What the Federal Motor Carrier Safety Administration recommends
The FMCSA regulates the trucking industry on behalf of the federal government. As such, it attempts to provide truck drivers with useful information and tips to keep them -- and everyone else -- safe on the road. When it comes to distractions behind the wheel, the FMCSA advises truckers to avoid the following while driving:
- Paying too much attention to objects outside the truck
- Using mobile or portable data terminals
- Dialing a cell phone
- Eating and drinking
- Reading, writing or using paper maps
This advice may sound familiar to most drivers since it is the same advice given to them. Distracted driving has become an epidemic, and data attributes numerous accidents to it each year. People die and suffer serious injuries because another driver failed to keep his or her attention on the road.

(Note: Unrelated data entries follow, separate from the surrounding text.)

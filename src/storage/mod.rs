//! Storage module for persisting crawl data
//!
//! This module handles all persistence for the harvester:
//! - SQLite database initialization and schema management
//! - Per-source crawl state (seen identifiers, last run)
//! - Upserts of finished records
//! - Crawl cycle history
//!
//! An in-memory backend implements the same traits for tests.

mod memory;
mod schema;
mod sqlite;
mod traits;

pub use memory::MemoryStore;
pub use sqlite::SqliteStorage;
pub use traits::{CycleLog, HarvestQuery, RecordSink, StateStore, StorageError, StorageResult};

use chrono::{DateTime, Utc};
use std::path::Path;

/// Initializes or opens a storage database
///
/// # Arguments
///
/// * `path` - Path to the SQLite database file
///
/// # Returns
///
/// * `Ok(SqliteStorage)` - Successfully initialized storage
/// * `Err(StorageError)` - Failed to initialize storage
pub fn open_storage(path: &Path) -> StorageResult<SqliteStorage> {
    SqliteStorage::new(path)
}

/// One finished crawl cycle of one source
#[derive(Debug, Clone, PartialEq)]
pub struct CycleRecord {
    pub source: String,
    pub started_at: DateTime<Utc>,
    pub finished_at: DateTime<Utc>,
    pub status: CycleStatus,
    pub pages_visited: u32,
    pub new_items: u32,
    pub exported: u32,
    pub expired: u32,
    pub errors: u32,
    pub config_hash: String,
}

/// Status of a crawl cycle
#[derive(Debug, Clone, Copy, PartialEq, Eq)]
pub enum CycleStatus {
    Completed,
    Failed,
}

impl CycleStatus {
    pub fn to_db_string(&self) -> &'static str {
        match self {
            Self::Completed => "completed",
            Self::Failed => "failed",
        }
    }

    pub fn from_db_string(s: &str) -> Option<Self> {
        match s {
            "completed" => Some(Self::Completed),
            "failed" => Some(Self::Failed),
            _ => None,
        }
    }
}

The responsibility to pay attention extends to all drivers, but when it comes to truck drivers, the FMCSA may hold them to a higher standard.
What you can do after an accident with a distracted trucker
You may also hold that truck driver responsible for his or her actions in a truck accident. If a truck driver failed to keep his or her attention on the road for any reason and crashed into you, you retain the right to seek compensation for the injuries you suffered. If the truck crashed into a vehicle occupied by one of your loved ones, you may also look to the courts for compensation.
You face the same challenges in a truck accident as in a passenger vehicle accident, but with added concerns. The injuries you suffered may be catastrophic. Your life may require significant changes to adapt to your new circumstances. Your financial situation may change forever since you may need some form of medical care for the rest of your life.
Furthermore, truckers and the trucking companies that employ them ordinarily rely on attorneys and insurance companies to negotiate any claims against them. These companies don't want to pay you one cent more than they absolutely have to and will use all of the resources at their disposal to prevent that from happening.
More than likely, an insurance company will offer you a settlement for much less than the compensation you deserve. You may benefit from determining whether the settlement serves your best interests. If it does not, you may want to consider taking legal action.